■ **Task goal**: Only a number is wanted here: the count of lines in the entries below that contain the word "text".

■ **Data records**:
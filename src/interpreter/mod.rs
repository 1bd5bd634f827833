//! The scripting language executed by the service.
//!
//! Requests carry source text in a small Lua-flavoured language: locals,
//! closures, tables, loops and multiple return values, without metatables or
//! coroutines. Source is lexed and parsed into an AST up front, so syntax
//! errors surface before any step of execution is spent; the tree-walking
//! evaluator then charges one governor step per statement, expression node
//! and call.

/// Abstract syntax tree definitions for the script language.
pub mod ast;
/// Builtin library and host binding registration.
pub mod builtins;
/// Tree-walking evaluator.
pub mod eval;
/// Tokenizer.
pub mod lexer;
/// Recursive-descent parser.
pub mod parser;
/// Runtime value model.
pub mod value;

pub use ast::Chunk;
pub use builtins::{HostBindings, Registry};
pub use eval::Interpreter;
pub use parser::parse_chunk;
pub use value::{Function, Key, Table, Value};

use crate::runtime::budget::Exhausted;
use thiserror::Error;

/// Convenience result alias for interpreter operations.
pub type Result<T> = std::result::Result<T, ScriptError>;

/// Errors surfaced by the parser and the evaluator.
#[derive(Debug, Clone, PartialEq, Error)]
pub enum ScriptError {
    /// Source text could not be parsed.
    #[error("syntax error: {message} at line {line}")]
    Syntax {
        /// Description of the problem.
        message: String,
        /// 1-based line where it was detected.
        line: u32,
    },

    /// Execution raised an error.
    #[error("{0}")]
    Runtime(String),

    /// The step governor stopped execution.
    #[error(transparent)]
    Exhausted(#[from] Exhausted),
}

impl ScriptError {
    /// Whether this error came from the step governor.
    pub fn is_exhausted(&self) -> bool {
        matches!(self, ScriptError::Exhausted(_))
    }
}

■ **Completed task**: 2